### Input data

⁂

//! Control requests and their outcomes.

use serde::{Deserialize, Serialize};
use std::collections::BTreeMap;
use std::fmt;
use std::time::Duration;

use crate::hardware::DeviceKind;

/// Which outputs a request applies to.
#[derive(Debug, Clone, PartialEq, Serialize, Deserialize)]
#[serde(tag = "scope", rename_all = "snake_case")]
pub enum Scope {
    /// Channels of one HV board.
    HvChannels {
        /// Board slot in the crate.
        slot: u16,
        /// Channels on that board, from 0.
        channels: Vec<u16>,
    },
    /// One PDU outlet, numbered from 1.
    PduPort {
        /// Outlet number.
        port: u16,
    },
    /// Every PDU outlet in order.
    PduAllPorts,
}

impl fmt::Display for Scope {
    fn fmt(&self, f: &mut fmt::Formatter<'_>) -> fmt::Result {
        match self {
            Scope::HvChannels { slot, channels } => write!(f, "Slot {slot}, Ch {channels:?}"),
            Scope::PduPort { port } => write!(f, "Port {port}"),
            Scope::PduAllPorts => f.write_str("ALL ports"),
        }
    }
}

/// What a request does.
#[derive(Debug, Clone, PartialEq, Serialize, Deserialize)]
#[serde(tag = "action", content = "value", rename_all = "snake_case")]
pub enum CommandAction {
    /// Parameter name to value, applied to every channel in scope.
    SetParams(BTreeMap<String, f64>),
    /// Power every output in scope on (`true`) or off.
    SetPower(bool),
}

impl CommandAction {
    /// Wire name of the action.
    pub fn name(&self) -> &'static str {
        match self {
            CommandAction::SetParams(_) => "set_params",
            CommandAction::SetPower(_) => "set_power",
        }
    }
}

/// A validated control request from the UI layer or the interlock.
#[derive(Debug, Clone, PartialEq, Serialize, Deserialize)]
pub struct CommandRequest {
    /// Device that executes the request.
    pub device: DeviceKind,
    /// Outputs addressed.
    pub scope: Scope,
    /// Change to apply.
    pub action: CommandAction,
}

impl CommandRequest {
    /// Write parameters to HV channels.
    pub fn hv_params(slot: u16, channels: Vec<u16>, params: BTreeMap<String, f64>) -> Self {
        Self {
            device: DeviceKind::CaenHv,
            scope: Scope::HvChannels { slot, channels },
            action: CommandAction::SetParams(params),
        }
    }

    /// Switch HV channels on or off.
    pub fn hv_power(slot: u16, channels: Vec<u16>, on: bool) -> Self {
        Self {
            device: DeviceKind::CaenHv,
            scope: Scope::HvChannels { slot, channels },
            action: CommandAction::SetPower(on),
        }
    }

    /// Switch one PDU outlet.
    pub fn pdu_port(port: u16, on: bool) -> Self {
        Self {
            device: DeviceKind::Pdu,
            scope: Scope::PduPort { port },
            action: CommandAction::SetPower(on),
        }
    }

    /// Switch every PDU outlet in turn.
    pub fn pdu_all(on: bool) -> Self {
        Self {
            device: DeviceKind::Pdu,
            scope: Scope::PduAllPorts,
            action: CommandAction::SetPower(on),
        }
    }
}

/// Successful command.
#[derive(Debug, Clone, PartialEq, Eq)]
pub struct CommandOutcome {
    /// Message shown to the operator.
    pub ack: String,
    /// Poll again this soon so the new state shows up quickly.
    pub refresh_after: Option<Duration>,
}

impl CommandOutcome {
    /// Outcome with an acknowledgment and no refresh.
    pub fn new(ack: impl Into<String>) -> Self {
        Self {
            ack: ack.into(),
            refresh_after: None,
        }
    }

    /// Ask the poller to poll again after `delay`.
    pub fn refresh_after(mut self, delay: Duration) -> Self {
        self.refresh_after = Some(delay);
        self
    }
}

/// Current setpoints of a scope, used to pre-fill control forms.
#[derive(Debug, Clone, Default, PartialEq, Serialize)]
pub struct Setpoints {
    /// Parameter name to value.
    pub values: BTreeMap<String, f64>,
}

impl Setpoints {
    /// Value of parameter `name`.
    pub fn get(&self, name: &str) -> Option<f64> {
        self.values.get(name).copied()
    }
}

/// `ON` or `OFF`.
pub fn power_word(on: bool) -> &'static str {
    if on {
        "ON"
    } else {
        "OFF"
    }
}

⁂

### Your objective
Search each line of the data above for "SetParams", and copy the lines where it occurs.

### Completed exercise
    SetParams(BTreeMap<String, f64>),
            CommandAction::SetParams(_) => "set_params",
            action: CommandAction::SetParams(params),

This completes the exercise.